## [WORK REQUIRED]
Filter on the word "Some": copy each matching line from the listing below.
____________________
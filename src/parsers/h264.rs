//! H.264 parameter set decoders
//!
//! Positional prefix decoding only: each decoder walks the known syntax
//! until the fields it reports are extracted, then stops. VUI and HRD
//! parameters are not modeled.

use log::trace;

use crate::constants::H264_HIGH_PROFILES;
use crate::error::ParameterSetError;
use crate::parsers::bits::RbspReader;
use crate::parsers::{bit_depth_from_minus8, chroma_format_name};
use crate::types::{Pps, Sps};

pub fn decode_sps(rbsp: &[u8]) -> Result<Sps, ParameterSetError> {
    let mut br = RbspReader::new(rbsp);

    let profile_idc = br.read_bits(8)? as u8;
    br.skip(8)?; // constraint flags + reserved_zero_2bits
    let level_idc = br.read_bits(8)? as u8;
    let sps_id = br.read_ue()?;

    // High profiles carry chroma format and bit depths up front
    let mut chroma_format_idc = 1;
    let mut bit_depth_luma = 8u8;
    let mut bit_depth_chroma = 8u8;
    if H264_HIGH_PROFILES.contains(&profile_idc) {
        chroma_format_idc = br.read_ue()?;
        if chroma_format_idc == 3 {
            br.skip(1)?; // separate_colour_plane_flag
        }
        bit_depth_luma = bit_depth_from_minus8(br.read_ue()?)?;
        bit_depth_chroma = bit_depth_from_minus8(br.read_ue()?)?;
        br.skip(1)?; // qpprime_y_zero_transform_bypass_flag

        if br.read_flag()? {
            // seq_scaling_matrix_present_flag: consume the lists
            let lists = if chroma_format_idc == 3 { 12 } else { 8 };
            for idx in 0..lists {
                if br.read_flag()? {
                    let size = if idx < 6 { 16 } else { 64 };
                    let mut next_scale = 8i32;
                    for _ in 0..size {
                        if next_scale != 0 {
                            let delta = br.read_se()?;
                            next_scale = (next_scale + delta + 256) % 256;
                        }
                    }
                }
            }
        }
    }

    br.read_ue()?; // log2_max_frame_num_minus4
    let pic_order_cnt_type = br.read_ue()?;
    if pic_order_cnt_type == 0 {
        br.read_ue()?; // log2_max_pic_order_cnt_lsb_minus4
    } else if pic_order_cnt_type == 1 {
        br.skip(1)?; // delta_pic_order_always_zero_flag
        br.read_se()?; // offset_for_non_ref_pic
        br.read_se()?; // offset_for_top_to_bottom_field
        let n = br.read_ue()?;
        for _ in 0..n {
            br.read_se()?;
        }
    }
    br.read_ue()?; // max_num_ref_frames
    br.skip(1)?; // gaps_in_frame_num_value_allowed_flag

    let pic_width_in_mbs_minus1 = br.read_ue()?;
    let pic_height_in_map_units_minus1 = br.read_ue()?;
    let frame_mbs_only_flag = br.read_flag()?;
    if !frame_mbs_only_flag {
        br.skip(1)?; // mb_adaptive_frame_field_flag
    }
    br.skip(1)?; // direct_8x8_inference_flag

    let (crop_l, crop_r, crop_t, crop_b) = if br.read_flag()? {
        (br.read_ue()?, br.read_ue()?, br.read_ue()?, br.read_ue()?)
    } else {
        (0, 0, 0, 0)
    };

    // Crop units: CropUnitX = SubWidthC, CropUnitY = SubHeightC * (2 -
    // frame_mbs_only_flag), both 1-valued for monochrome and 4:4:4; only
    // 4:2:0 has SubHeightC = 2.
    let crop_unit_x = match chroma_format_idc {
        0 | 3 => 1u32,
        _ => 2,
    };
    let crop_unit_y = match chroma_format_idc {
        1 => 2 * (2 - frame_mbs_only_flag as u32),
        _ => 2 - frame_mbs_only_flag as u32,
    };

    // ue(v) fields can carry values far past any legal frame size; treat
    // overflow and crops larger than the coded area as corruption.
    let oob = || ParameterSetError("frame dimensions out of range");
    let coded_width = pic_width_in_mbs_minus1
        .checked_add(1)
        .and_then(|w| w.checked_mul(16))
        .ok_or_else(oob)?;
    let coded_height = pic_height_in_map_units_minus1
        .checked_add(1)
        .and_then(|h| h.checked_mul(if frame_mbs_only_flag { 16 } else { 32 }))
        .ok_or_else(oob)?;
    let width = crop_l
        .checked_add(crop_r)
        .and_then(|c| c.checked_mul(crop_unit_x))
        .and_then(|c| coded_width.checked_sub(c))
        .ok_or_else(oob)?;
    let height = crop_t
        .checked_add(crop_b)
        .and_then(|c| c.checked_mul(crop_unit_y))
        .and_then(|c| coded_height.checked_sub(c))
        .ok_or_else(oob)?;

    trace!("h264 sps {sps_id}: profile {profile_idc}, {width}x{height}");

    Ok(Sps {
        id: sps_id,
        profile_idc,
        level_idc,
        tier: None,
        width,
        height,
        chroma_format: chroma_format_name(chroma_format_idc),
        bit_depth_luma,
        bit_depth_chroma,
    })
}

pub fn decode_pps(rbsp: &[u8]) -> Result<Pps, ParameterSetError> {
    let mut br = RbspReader::new(rbsp);

    let pps_id = br.read_ue()?;
    let sps_id = br.read_ue()?;
    let entropy_coding = if br.read_flag()? { "cabac" } else { "cavlc" };
    br.skip(1)?; // bottom_field_pic_order_in_frame_present_flag
    let num_slice_groups_minus1 = br.read_ue()?;

    // The slice-group map only appears in FMO streams; stop the prefix
    // decode before it rather than model the map types.
    let init_qp = if num_slice_groups_minus1 == 0 {
        br.read_ue()?; // num_ref_idx_l0_default_active_minus1
        br.read_ue()?; // num_ref_idx_l1_default_active_minus1
        br.skip(1)?; // weighted_pred_flag
        br.skip(2)?; // weighted_bipred_idc
        Some(br.read_se()? + 26)
    } else {
        None
    };

    Ok(Pps {
        id: pps_id,
        sps_id,
        entropy_coding: Some(entropy_coding),
        init_qp,
    })
}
____________________
## [TASK SOLUTION]
        Some(br.read_se()? + 26)
        entropy_coding: Some(entropy_coding),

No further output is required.